Referring to Fig. 4, in other embodiments of the invention, above-mentioned steps S31 can specifically comprise the steps:

S311, concatenates into error correction character string retrieval network according to above-mentioned error correction character.

Refer to Fig. 5, above-mentioned error correction character string retrieval network comprises error correction character string model and preset absorbing model.

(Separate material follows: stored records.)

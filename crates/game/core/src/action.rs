//! The closed set of things an entity can do with its turn.
//!
//! Every variant validates against the current state, applies its mutation,
//! and narrates through the message sink. Failure is an [`ActionError`]:
//! recoverable, surfaced to the log, and converted by the dispatch layer
//! into either a retry (player) or a penalty reschedule (AI).

use tracing::debug;

use crate::combat::{
    HitRoll, StrayOutcome, damage_calculation, hit_calculation, melee_damage, roll_context,
    stray_fire,
};
use crate::env::{Env, MessageTag};
use crate::state::{Direction, EntityId, GameState, Position, WeaponKind};

/// One turn's worth of intent.
#[derive(Clone, Copy, Debug, PartialEq, Eq)]
#[cfg_attr(feature = "serde", derive(serde::Serialize, serde::Deserialize))]
pub enum ActionKind {
    /// Step one cell.
    Move(Direction),
    /// Strike the adjacent cell.
    Melee(Direction),
    /// Move, or strike if an actor is in the way.
    Bump(Direction),
    /// Discharge the equipped ranged weapon. With no explicit cell the
    /// nearest visible actor is targeted and must be in weapon range;
    /// an explicit cell may lie beyond range at an attack penalty.
    Fire { target_xy: Option<Position> },
    /// Refill the equipped ranged weapon's clip.
    Reload,
    /// Do nothing. Waiting is how an actor hunkers down and takes aim.
    Wait,
    /// Collect the item underfoot.
    Pickup,
    /// Hazard-only: damage the actor sharing the hazard's cell.
    Choke,
}

/// Recoverable failure of an attempted action.
#[derive(Clone, Debug, PartialEq, Eq, thiserror::Error)]
#[cfg_attr(feature = "serde", derive(serde::Serialize, serde::Deserialize))]
pub enum ActionError {
    #[error("destination is out of bounds")]
    OutOfBounds,
    #[error("destination is blocked by a tile")]
    BlockedByTile,
    #[error("destination is blocked by an entity")]
    BlockedByEntity,
    #[error("nothing to attack")]
    NothingToAttack,
    #[error("you must have a working ranged weapon")]
    NoRangedWeapon,
    #[error("no more ammo, reload")]
    OutOfAmmo,
    #[error("no weapon to reload")]
    NothingToReload,
    #[error("target is too far away")]
    OutOfRange,
    #[error("you cannot target an area that you cannot see")]
    TargetNotVisible,
    #[error("no visible target")]
    NoVisibleTarget,
    #[error("no object to pick up here")]
    NothingToPickup,
    #[error("acting entity is gone")]
    MissingActor,
}

/// Executes one action for `actor`, who must be the entity whose ticket was
/// just popped. Succeeds silently or fails without consuming state.
pub fn execute(
    state: &mut GameState,
    env: &Env<'_>,
    actor: EntityId,
    action: &ActionKind,
) -> Result<(), ActionError> {
    match action {
        ActionKind::Move(direction) => move_action(state, env, actor, *direction),
        ActionKind::Melee(direction) => melee_action(state, env, actor, *direction),
        ActionKind::Bump(direction) => bump_action(state, env, actor, *direction),
        ActionKind::Fire { target_xy } => fire_action(state, env, actor, *target_xy),
        ActionKind::Reload => reload_action(state, actor),
        ActionKind::Wait => Ok(()),
        ActionKind::Pickup => pickup_action(state, env, actor),
        ActionKind::Choke => choke_action(state, env, actor),
    }
}

fn move_action(
    state: &mut GameState,
    env: &Env<'_>,
    actor: EntityId,
    direction: Direction,
) -> Result<(), ActionError> {
    let origin = state
        .entities
        .get(actor)
        .ok_or(ActionError::MissingActor)?
        .position;
    let destination = origin.step(direction);

    if !env.map.in_bounds(destination) {
        return Err(ActionError::OutOfBounds);
    }
    if !env.map.is_walkable(destination) {
        return Err(ActionError::BlockedByTile);
    }
    if state.entities.blocking_entity_at(destination).is_some() {
        return Err(ActionError::BlockedByEntity);
    }

    state
        .entities
        .get_mut(actor)
        .ok_or(ActionError::MissingActor)?
        .position = destination;
    Ok(())
}
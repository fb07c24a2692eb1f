//! Turn dispatch.
//!
//! The engine owns the loop the whole simulation hangs off: pop the next
//! ticket, run periodic upkeep for any global turns the clock crossed, and
//! either hand control back to the host (player) or invoke the entity's
//! behavior (everything else). Every resolved turn ends in exactly one
//! reschedule; failed AI turns are rescheduled at a fixed penalty so a
//! blocked entity can never spin the loop.

use tracing::debug;

use crate::action::{ActionError, ActionKind, execute};
use crate::behavior::{self, Behavior, BehaviorVerdict};
use crate::config::GameConfig;
use crate::env::{Env, MessageTag};
use crate::scheduler::TurnError;
use crate::state::{EntityId, GameState};

/// Why control came back to the host.
#[derive(Clone, Copy, Debug, PartialEq, Eq)]
pub enum TurnSignal {
    /// The player's ticket came due; the host must gather input and call
    /// [`Engine::perform`] (or [`Engine::tick_automation`]) until a turn
    /// is consumed, then advance again.
    PlayerTurn,
    /// The player-controlled entity is dead. Terminal for the session.
    PlayerDead,
}

/// Fatal engine failure: a scheduler invariant was violated.
#[derive(Clone, Copy, Debug, PartialEq, Eq, thiserror::Error)]
pub enum EngineError {
    #[error("scheduler invariant violated: {0}")]
    Scheduler(#[from] TurnError),
}

/// Outcome of one attempted player turn.
#[derive(Clone, Debug, PartialEq, Eq)]
pub enum TurnOutcome {
    /// The action executed and consumed `cost` time units.
    Acted { cost: u64 },
    /// The action was impossible. No time passed; try something else.
    Blocked(ActionError),
    /// The running automation stopped and manual control resumes.
    CancelAutomation(String),
    /// The player died during the action.
    FatalDeath,
}

/// Drives a [`GameState`] against a set of collaborators.
pub struct Engine<'s, 'e> {
    state: &'s mut GameState,
    env: Env<'e>,
    config: GameConfig,
}

impl<'s, 'e> Engine<'s, 'e> {
    pub fn new(state: &'s mut GameState, env: Env<'e>) -> Self {
        Self {
            state,
            env,
            config: GameConfig::default(),
        }
    }

    pub fn with_config(mut self, config: GameConfig) -> Self {
        self.config = config;
        self
    }

    pub fn state(&self) -> &GameState {
        self.state
    }

    /// Runs non-player turns until the player is due (or dead).
    pub fn advance(&mut self) -> Result<TurnSignal, EngineError> {
        loop {
            let actor = self.state.queue.invoke_next()?;
            self.run_upkeep();

            if actor.is_player() {
                if !self.player_alive() {
                    return Ok(TurnSignal::PlayerDead);
                }
                // the player's side begins: whatever the hostiles had
                // cached about their shots is stale now
                self.state.fire.hostile.clear_cache();
                return Ok(TurnSignal::PlayerTurn);
            }

            let Some(entity) = self.state.entities.get(actor) else {
                debug_assert!(false, "ticket for missing entity {actor}");
                continue;
            };
            if entity.is_actor() && !entity.is_alive() {
                // death unschedules, so a popped corpse is a stale ticket;
                // shed it without rescheduling
                continue;
            }

            self.state.nonce += 1;
            match behavior::tick(self.state, &self.env, actor, &self.config) {
                BehaviorVerdict::Acted | BehaviorVerdict::Reverted => {
                    let cost = self
                        .state
                        .entities
                        .get(actor)
                        .map(|e| e.action_speed())
                        .unwrap_or(GameConfig::BASE_SPEED);
                    self.state.queue.reschedule(cost, actor);
                }
                BehaviorVerdict::Blocked(error) => {
                    // a failed turn still consumes time
                    debug!(%actor, %error, "behavior blocked, penalty reschedule");
                    self.state
                        .queue
                        .reschedule(GameConfig::BLOCKED_TURN_PENALTY, actor);
                }
                BehaviorVerdict::Cancel(reason) => {
                    debug!(%actor, %reason, "automation signal from non-player entity");
                    self.state
                        .queue
                        .reschedule(GameConfig::BLOCKED_TURN_PENALTY, actor);
                }
                BehaviorVerdict::Expired => {}
            }

            if !self.player_alive() {
                return Ok(TurnSignal::PlayerDead);
            }
        }
    }

    /// Executes one manual player action.
    ///
    /// On success the player is rescheduled at their action speed. On
    /// failure no time passes and the player stays off the queue; the host
    /// keeps trying actions until one lands, then calls
    /// [`Engine::advance`] again.
    pub fn perform(&mut self, action: ActionKind) -> TurnOutcome {
        if !self.player_alive() {
            return TurnOutcome::FatalDeath;
        }

        self.state.nonce += 1;
        match execute(self.state, &self.env, EntityId::PLAYER, &action) {
            Ok(()) => {
                if let Some(player) = self.state.entities.player_mut() {
                    if matches!(action, ActionKind::Wait) {
                        // holding still is how you settle in: take aim,
                        // press into cover
                        player.aim_stack += 1;
                        player.hunker_stack += 1;
                    } else {
                        player.aim_stack = 0;
                        player.hunker_stack = 0;
                    }
                }

                let cost = self
                    .state
                    .entities
                    .player()
                    .map(|p| p.action_speed())
                    .unwrap_or(GameConfig::BASE_SPEED);
                self.state.queue.reschedule(cost, EntityId::PLAYER);

                if !self.player_alive() {
                    TurnOutcome::FatalDeath
                } else {
                    TurnOutcome::Acted { cost }
                }
            }
            Err(error) => {
                self.env
                    .messages
                    .post(&crate::action::capitalize(&error.to_string()), MessageTag::Warning);
                TurnOutcome::Blocked(error)
            }
        }
    }

    /// Replaces the player's behavior with an automated one and runs its
    /// first turn.
    pub fn start_automation(&mut self, automation: Behavior) -> TurnOutcome {
        debug_assert!(automation.is_automated());
        if let Some(player) = self.state.entities.player_mut() {
            player.behavior = Some(automation);
        }
        self.tick_automation()
    }

    /// Runs one turn of the player's automated behavior.
    ///
    /// Cancellation reverts the player to manual control, posts the
    /// reason, and consumes no time. It never swallows combat that already
    /// resolved earlier in the turn sequence.
    pub fn tick_automation(&mut self) -> TurnOutcome {
        if !self.player_alive() {
            return TurnOutcome::FatalDeath;
        }
        if !self
            .state
            .entities
            .player()
            .and_then(|p| p.behavior.as_ref())
            .is_some_and(Behavior::is_automated)
        {
            return TurnOutcome::CancelAutomation("You are not in an automated mode.".into());
        }

        self.state.nonce += 1;
        match behavior::tick(self.state, &self.env, EntityId::PLAYER, &self.config) {
            BehaviorVerdict::Acted | BehaviorVerdict::Reverted => {
                if let Some(player) = self.state.entities.player_mut() {
                    player.aim_stack = 0;
                    player.hunker_stack = 0;
                }
                let cost = self
                    .state
                    .entities
                    .player()
                    .map(|p| p.action_speed())
                    .unwrap_or(GameConfig::BASE_SPEED);
                self.state.queue.reschedule(cost, EntityId::PLAYER);
                TurnOutcome::Acted { cost }
            }
            BehaviorVerdict::Blocked(error) => self.cancel_automation(error.to_string()),
            BehaviorVerdict::Cancel(reason) => self.cancel_automation(reason),
            BehaviorVerdict::Expired => TurnOutcome::FatalDeath,
        }
    }

    fn cancel_automation(&mut self, reason: String) -> TurnOutcome {
        if let Some(player) = self.state.entities.player_mut() {
            player.behavior = Some(Behavior::Idle);
        }
        self.env
            .messages
            .post(&crate::action::capitalize(&reason), MessageTag::Warning);
        TurnOutcome::CancelAutomation(reason)
    }

    /// Applies stun decay and regeneration once per global turn the clock
    /// just crossed, uniformly across all combatants.
    fn run_upkeep(&mut self) {
        let crossed = self.state.queue.take_elapsed_turns();
        if crossed == 0 {
            return;
        }
        debug!(crossed, turn = self.state.queue.turn_count(), "upkeep");
        for _ in 0..crossed {
            for entity in self.state.entities.iter_mut() {
                if let Some(vitals) = entity.vitals.as_mut() {
                    vitals.upkeep();
                }
            }
        }
    }

    fn player_alive(&self) -> bool {
        self.state.entities.player().is_some_and(|p| p.is_alive())
    }
}
//! Deterministic turn-based tactical engine.
//!
//! `breach-core` owns the rules of the dungeon simulation: the ticket
//! scheduler that decides who acts when, the line-of-fire geometry with its
//! obstacle bending and cover arithmetic, the dice-pool combat resolver,
//! and the per-entity behavior machine. Everything else (terrain, field of
//! view, rendering, input, persistence formats) is a collaborator handed in
//! through the traits in [`env`].
//!
//! All state mutation flows through [`engine::Engine`]; the full
//! [`state::GameState`] aggregate serializes as one snapshot.

pub mod action;
pub mod behavior;
pub mod combat;
pub mod config;
pub mod engine;
pub mod env;
pub mod fire;
pub mod geometry;
pub mod scheduler;
pub mod state;

pub use action::{ActionError, ActionKind};
pub use behavior::{Behavior, BehaviorVerdict, find_path};
pub use combat::{DamageRoll, HitRoll, StrayOutcome};
pub use config::GameConfig;
pub use engine::{Engine, EngineError, TurnOutcome, TurnSignal};
pub use env::{
    Env, GridMap, MapDimensions, MapOracle, MessageLog, MessageSink, MessageTag, NullSink, PcgRng,
    RngOracle, compute_seed,
};
pub use fire::{FireLine, FireLines, HitStat, Obstruction};
pub use scheduler::{Ticket, TurnError, TurnQueue};
pub use state::{
    Direction, EntitiesState, Entity, EntityId, EntityKind, GameState, Loadout, Position,
    SizeClass, Tick, Vitals, Weapon, WeaponKind,
};
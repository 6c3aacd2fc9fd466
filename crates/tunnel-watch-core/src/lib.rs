#![forbid(unsafe_code)]

//! Tunnel status resolution over the TfL road disruption feed.
//!
//! Data flows one way: [`client::TflClient`] fetches raw records,
//! [`classify`] turns them into a [`model::TunnelStatus`] verdict and
//! [`snapshot`] stamps the verdict with the instant it was computed.

pub mod classify;
pub mod client;
pub mod model;
pub mod service;
pub mod snapshot;

pub use classify::{classify, is_closed, matches, resolve};
pub use client::{ClientConfig, TflClient, TflError, DEFAULT_BASE_URL};
pub use model::*;
pub use service::{DisruptionSource, TunnelStatusService, DEFAULT_TUNNEL_NAME};
pub use snapshot::{
    now_ms, snapshot, Clock, EpochMs, FixedClock, SnapshotFetcher, SystemClock,
    TunnelStatusSnapshot,
};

Wherein, error correction character string model is concatenated into by error correction character: by preset dictionary, error correction character string is expanded to corresponding model sequence and obtain corresponding error correction character string model.The error correction character string generating due to the error correction information of the each input of user is all not quite similar, and therefore, the error correction character string model in error correction character string network needs real-time update.

Therefore, above-mentioned steps S31 can specifically comprise again:

Obtain error correction character string model corresponding to error correction character string;

Obtain preset absorbing model;

Generate error correction character string retrieval network according to the error correction character string model obtaining and absorbing model.

It should be noted that, if there is non-conterminous and incoherent many places identification error in voice identification result, such as there are " Tsing-Hua University " and " western station " two place's identification errors in voice identification result, need Multiple through then out voice or non-voice mode to input error correction information and generate error correction character string.And error correction information to each input and the error correction character string that generates, no matter it comprises how many words, is all regarded as an independently error correction character string.Such as, user, in the time of certain input error correction character string, has inputted 3 Chinese characters altogether, and error correction character string comprises 3 Chinese characters, by dictionary, the error correction character string that comprises these 3 Chinese characters is extended to corresponding error correction character string model subsequently.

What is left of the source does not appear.